Monday, 19 March 2012

John Carter

I went to see this film a couple of weeks post release and at the earliest possible  showing of the two-dee version on a Sunday so I wasn't expecting the place to exactly crowded but there were only half a dozen of us in the particular screen. So fine views of the screen at least!

Once the ads and trailers were over we finally start into the film with an attack on the Helium aircruiser with the baddies' hellish new weapon then a meeting of Helium's Council to discuss the terms of the city's survival. As this involves her marriage to the enemy Jeddak, Princess Deja Thoris is somewhat unhappy with this. The film then breaks to Earth where we meet a youngish Edger Rice Burroughs being presented with his uncle's journal of the strangest gold hunter's dream ever. We then go back in time to the start of the Great Adventure. This bit we've seen in the trailers but John Carter is on Mars soon enough wondering just how come he can leap mountains and jump miles in a single bound...

Eventually Carter is found by one of the two main races on Barsoom, the lizard like tharks and after impressing their Jeddak with his strength he's sort of adopted and sort of taken prisoner. Of course being chained and unable to speak the lingo is no barrier to escape though shaking off the 'watch dog' might prove trickier. As Carter is about to be punished for the escape attempt, an attack on a Helium airship by their enemied diverts the attenton of the tharks and Carter meets Deja Thoris...
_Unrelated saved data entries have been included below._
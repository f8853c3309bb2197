//! Fixed-delay retry around repository calls.

use std::fmt::Display;
use std::future::Future;
use std::time::Duration;

use tracing::warn;

use crate::metrics::CleanupMetrics;

/// Attempt budget and pause for one kind of operation.
#[derive(Debug, Clone, PartialEq, Eq)]
pub struct RetryPolicy {
    /// Total attempts including the first one, at least 1.
    pub max_attempts: u32,
    pub delay: Duration,
}

impl RetryPolicy {
    pub fn new(max_attempts: u32, delay: Duration) -> Self {
        Self {
            max_attempts,
            delay,
        }
    }

    /// Candidate page loads and version lookups.
    pub fn query() -> Self {
        Self::new(3, Duration::from_secs(1))
    }

    /// Physical node deletion.
    pub fn deletion() -> Self {
        Self::new(3, Duration::from_secs(3))
    }

    /// No pause between attempts.
    pub fn immediate(max_attempts: u32) -> Self {
        Self::new(max_attempts, Duration::ZERO)
    }
}

impl From<common::config::RetryConfig> for RetryPolicy {
    fn from(config: common::config::RetryConfig) -> Self {
        Self::new(config.max_attempts, config.delay)
    }
}

/// Run `op` until it succeeds or the policy's attempts are used up. Every
/// error is considered transient. Returns the last error on exhaustion.
pub async fn with_retry<T, E, F, Fut>(
    policy: &RetryPolicy,
    metrics: &CleanupMetrics,
    operation: &str,
    mut op: F,
) -> Result<T, E>
where
    E: Display,
    F: FnMut() -> Fut,
    Fut: Future<Output = Result<T, E>>,
{
    let max_attempts = policy.max_attempts.max(1);
    let mut attempt = 1;

    loop {
        match op().await {
            Ok(value) => return Ok(value),
            Err(error) if attempt < max_attempts => {
                warn!(
                    operation,
                    error = %error,
                    attempt,
                    max_attempts,
                    delay_ms = policy.delay.as_millis() as u64,
                    "Retryable error, will retry after delay"
                );
                metrics.record_retry();
                if !policy.delay.is_zero() {
                    tokio::time::sleep(policy.delay).await;
                }
                attempt += 1;
            }
            Err(error) => return Err(error),
        }
    }
}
It was fairly easy to see where Disney had spent the money on the effects and if you can see homages to other films its also fair to recognise the debts their stories owe to the ERB originals. Of course, given modern knowledge of conditions on Mars, there are some serious suspension of disbelief issues to overcome but the story does largely do this IMO if not necessarily in terms of world sales figures - indeed Disney are looking to post a group loss after this.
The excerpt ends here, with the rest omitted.